EXERCISE DATA: Begin

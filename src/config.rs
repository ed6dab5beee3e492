//! Loader configuration: where to look for `.xsc` files and which
//! interpolation mode to attach to discovered molecules.
//!
//! ```toml
//! xsec_path = "/data/hitran/xsc"
//! xsec_interpolation = "linear"
//! ```

use std::path::PathBuf;

#[cfg(feature = "serde")]
use serde::Deserialize;
use thiserror::Error;

use crate::table::InterpMode;

/// Errors produced while loading a configuration file.
#[derive(Debug, Error)]
pub enum ConfigError {
    #[error("IO error reading {}: {source}", .path.display())]
    Io {
        path: PathBuf,
        source: std::io::Error,
    },
    #[cfg(feature = "serde")]
    #[error("invalid config: {0}")]
    Parse(#[from] toml::de::Error),
}

/// Explicit configuration passed to discovery and assembly entry points.
#[derive(Debug, Clone, Default, PartialEq)]
#[cfg_attr(feature = "serde", derive(Deserialize))]
#[cfg_attr(feature = "serde", serde(default, deny_unknown_fields))]
pub struct XscConfig {
    /// Directory scanned for `.xsc` files. Unset means nothing to discover.
    pub xsec_path: Option<PathBuf>,
    /// Default mode for discovered molecules; linear when unset.
    pub xsec_interpolation: Option<InterpMode>,
}

impl XscConfig {
    #[must_use]
    pub fn with_path<P: Into<PathBuf>>(path: P) -> Self {
        Self {
            xsec_path: Some(path.into()),
            xsec_interpolation: None,
        }
    }

    /// Effective interpolation mode.
    #[must_use]
    pub fn interpolation(&self) -> InterpMode {
        self.xsec_interpolation.unwrap_or_default()
    }

    #[cfg(feature = "serde")]
    pub fn from_toml_str(text: &str) -> Result<Self, ConfigError> {
        Ok(toml::from_str(text)?)
    }

    #[cfg(feature = "serde")]
    pub fn load<P: AsRef<std::path::Path>>(path: P) -> Result<Self, ConfigError> {
        let path = path.as_ref();
        let text = std::fs::read_to_string(path).map_err(|source| ConfigError::Io {
            path: path.to_path_buf(),
            source,
        })?;
        Self::from_toml_str(&text)
    }
}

EXERCISE DATA: End

### PROMPT:
Your answer should consist of the lines of the listing that contain "Option", copied as they stand.

### EXPECTED OUTPUT:
    pub xsec_path: Option<PathBuf>,
    pub xsec_interpolation: Option<InterpMode>,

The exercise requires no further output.